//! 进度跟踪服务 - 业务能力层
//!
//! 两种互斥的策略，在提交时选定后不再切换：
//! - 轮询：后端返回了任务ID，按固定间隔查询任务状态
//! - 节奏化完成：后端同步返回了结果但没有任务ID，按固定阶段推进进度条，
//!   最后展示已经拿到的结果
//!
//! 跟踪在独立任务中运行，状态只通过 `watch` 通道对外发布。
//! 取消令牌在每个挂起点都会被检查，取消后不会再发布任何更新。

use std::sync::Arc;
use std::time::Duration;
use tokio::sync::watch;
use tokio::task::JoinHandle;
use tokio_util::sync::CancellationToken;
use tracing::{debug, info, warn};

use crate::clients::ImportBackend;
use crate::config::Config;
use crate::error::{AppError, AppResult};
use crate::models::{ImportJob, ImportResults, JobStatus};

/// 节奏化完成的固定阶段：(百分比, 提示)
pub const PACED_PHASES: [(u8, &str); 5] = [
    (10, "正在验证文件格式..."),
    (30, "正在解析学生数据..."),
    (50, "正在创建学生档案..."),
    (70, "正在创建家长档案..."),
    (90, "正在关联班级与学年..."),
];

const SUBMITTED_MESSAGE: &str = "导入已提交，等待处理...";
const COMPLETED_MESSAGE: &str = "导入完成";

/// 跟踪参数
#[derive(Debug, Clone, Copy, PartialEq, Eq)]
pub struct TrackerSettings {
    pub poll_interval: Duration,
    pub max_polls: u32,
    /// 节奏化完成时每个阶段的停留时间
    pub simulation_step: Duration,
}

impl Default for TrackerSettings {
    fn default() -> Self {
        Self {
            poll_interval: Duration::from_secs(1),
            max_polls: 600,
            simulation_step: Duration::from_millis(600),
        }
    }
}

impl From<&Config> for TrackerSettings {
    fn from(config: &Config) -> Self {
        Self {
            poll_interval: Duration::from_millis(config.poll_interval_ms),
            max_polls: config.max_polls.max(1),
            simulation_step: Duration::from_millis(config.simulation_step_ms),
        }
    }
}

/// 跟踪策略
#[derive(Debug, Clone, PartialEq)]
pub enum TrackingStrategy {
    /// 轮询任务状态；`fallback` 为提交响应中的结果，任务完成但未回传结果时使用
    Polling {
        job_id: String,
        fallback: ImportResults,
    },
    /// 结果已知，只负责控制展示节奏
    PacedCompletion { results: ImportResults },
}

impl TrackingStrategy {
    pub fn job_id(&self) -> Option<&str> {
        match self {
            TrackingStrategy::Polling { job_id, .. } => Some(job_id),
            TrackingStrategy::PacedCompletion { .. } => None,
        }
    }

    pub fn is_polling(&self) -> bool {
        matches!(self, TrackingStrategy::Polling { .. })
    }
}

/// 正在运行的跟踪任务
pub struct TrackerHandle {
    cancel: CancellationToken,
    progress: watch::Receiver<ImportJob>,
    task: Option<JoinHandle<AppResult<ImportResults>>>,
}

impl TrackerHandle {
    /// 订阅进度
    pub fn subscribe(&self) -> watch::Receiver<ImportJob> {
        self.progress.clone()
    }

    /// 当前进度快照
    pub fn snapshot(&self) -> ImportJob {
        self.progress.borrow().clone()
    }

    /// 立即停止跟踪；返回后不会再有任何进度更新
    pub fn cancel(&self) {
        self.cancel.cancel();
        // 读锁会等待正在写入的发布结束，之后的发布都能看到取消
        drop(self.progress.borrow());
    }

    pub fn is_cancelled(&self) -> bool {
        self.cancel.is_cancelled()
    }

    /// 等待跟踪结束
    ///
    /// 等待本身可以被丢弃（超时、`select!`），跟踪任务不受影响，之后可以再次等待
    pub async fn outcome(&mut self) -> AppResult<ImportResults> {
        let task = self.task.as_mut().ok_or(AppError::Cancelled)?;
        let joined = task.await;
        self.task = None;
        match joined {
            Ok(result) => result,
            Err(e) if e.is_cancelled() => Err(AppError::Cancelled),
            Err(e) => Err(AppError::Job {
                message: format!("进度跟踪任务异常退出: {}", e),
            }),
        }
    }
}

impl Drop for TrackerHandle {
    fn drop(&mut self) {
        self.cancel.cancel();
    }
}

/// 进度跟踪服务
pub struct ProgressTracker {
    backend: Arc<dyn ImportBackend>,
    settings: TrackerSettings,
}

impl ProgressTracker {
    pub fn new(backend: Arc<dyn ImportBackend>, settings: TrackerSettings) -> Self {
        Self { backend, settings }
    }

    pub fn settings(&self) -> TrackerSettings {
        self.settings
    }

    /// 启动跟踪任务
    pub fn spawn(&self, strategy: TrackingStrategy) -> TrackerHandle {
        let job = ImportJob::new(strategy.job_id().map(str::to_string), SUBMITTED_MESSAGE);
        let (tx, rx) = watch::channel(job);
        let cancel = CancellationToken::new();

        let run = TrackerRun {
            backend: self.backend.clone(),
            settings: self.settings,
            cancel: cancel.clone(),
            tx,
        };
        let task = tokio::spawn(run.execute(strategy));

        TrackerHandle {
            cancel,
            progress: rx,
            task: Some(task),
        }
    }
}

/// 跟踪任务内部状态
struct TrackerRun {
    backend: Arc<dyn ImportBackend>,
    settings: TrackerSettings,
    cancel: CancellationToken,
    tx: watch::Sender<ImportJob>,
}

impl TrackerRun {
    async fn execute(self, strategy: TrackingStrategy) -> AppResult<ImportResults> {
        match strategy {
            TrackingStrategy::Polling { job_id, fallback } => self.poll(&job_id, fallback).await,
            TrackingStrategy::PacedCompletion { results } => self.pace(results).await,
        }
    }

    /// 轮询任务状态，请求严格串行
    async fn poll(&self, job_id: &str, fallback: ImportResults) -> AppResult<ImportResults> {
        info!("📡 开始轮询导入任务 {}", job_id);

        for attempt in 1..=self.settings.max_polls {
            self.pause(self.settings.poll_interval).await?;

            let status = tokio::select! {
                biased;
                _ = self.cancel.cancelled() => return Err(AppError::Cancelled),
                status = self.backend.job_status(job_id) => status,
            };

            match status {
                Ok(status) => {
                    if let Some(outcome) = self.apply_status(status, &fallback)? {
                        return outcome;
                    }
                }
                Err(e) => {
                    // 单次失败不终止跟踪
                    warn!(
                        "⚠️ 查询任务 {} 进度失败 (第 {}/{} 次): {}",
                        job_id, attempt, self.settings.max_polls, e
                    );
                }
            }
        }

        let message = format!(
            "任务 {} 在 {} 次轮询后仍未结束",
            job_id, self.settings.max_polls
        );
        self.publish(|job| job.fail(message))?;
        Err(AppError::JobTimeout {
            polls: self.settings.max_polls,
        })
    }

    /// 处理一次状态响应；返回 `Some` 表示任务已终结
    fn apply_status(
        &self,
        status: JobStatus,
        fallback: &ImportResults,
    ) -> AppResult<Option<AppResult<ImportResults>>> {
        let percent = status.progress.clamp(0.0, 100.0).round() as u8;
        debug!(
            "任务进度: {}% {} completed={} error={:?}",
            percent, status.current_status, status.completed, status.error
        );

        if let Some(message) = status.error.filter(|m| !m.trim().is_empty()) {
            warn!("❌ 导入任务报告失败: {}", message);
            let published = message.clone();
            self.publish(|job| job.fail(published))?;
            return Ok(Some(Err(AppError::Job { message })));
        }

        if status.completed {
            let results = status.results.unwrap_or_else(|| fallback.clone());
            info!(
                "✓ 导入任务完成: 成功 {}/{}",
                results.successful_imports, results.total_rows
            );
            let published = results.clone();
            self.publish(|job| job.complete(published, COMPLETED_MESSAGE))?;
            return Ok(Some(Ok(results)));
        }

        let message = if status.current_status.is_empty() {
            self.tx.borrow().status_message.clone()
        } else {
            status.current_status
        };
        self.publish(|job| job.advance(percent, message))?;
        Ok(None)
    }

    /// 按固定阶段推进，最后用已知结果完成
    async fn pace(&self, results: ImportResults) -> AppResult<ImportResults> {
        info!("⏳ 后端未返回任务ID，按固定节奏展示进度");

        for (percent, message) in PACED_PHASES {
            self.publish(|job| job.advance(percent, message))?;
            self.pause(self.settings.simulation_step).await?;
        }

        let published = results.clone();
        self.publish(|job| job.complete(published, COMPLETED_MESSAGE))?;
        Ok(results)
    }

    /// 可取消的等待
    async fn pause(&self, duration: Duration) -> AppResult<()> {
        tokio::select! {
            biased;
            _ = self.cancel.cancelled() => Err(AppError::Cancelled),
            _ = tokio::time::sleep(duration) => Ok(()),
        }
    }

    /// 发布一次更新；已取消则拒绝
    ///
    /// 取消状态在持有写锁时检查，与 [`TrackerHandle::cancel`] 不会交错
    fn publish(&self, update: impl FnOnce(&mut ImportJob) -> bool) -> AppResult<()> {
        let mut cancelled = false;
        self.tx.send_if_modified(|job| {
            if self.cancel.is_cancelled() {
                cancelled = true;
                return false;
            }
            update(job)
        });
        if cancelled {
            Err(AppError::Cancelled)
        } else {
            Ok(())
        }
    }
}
........
EXERCISE BRIEF → All lines from the one containing "fn publish(&self, update: impl" through the end of the material should be restated exactly, with both end lines kept.

TASK OUTPUT →
    fn publish(&self, update: impl FnOnce(&mut ImportJob) -> bool) -> AppResult<()> {
        let mut cancelled = false;
        self.tx.send_if_modified(|job| {
            if self.cancel.is_cancelled() {
                cancelled = true;
                return false;
            }
            update(job)
        });
        if cancelled {
            Err(AppError::Cancelled)
        } else {
            Ok(())
        }
    }
}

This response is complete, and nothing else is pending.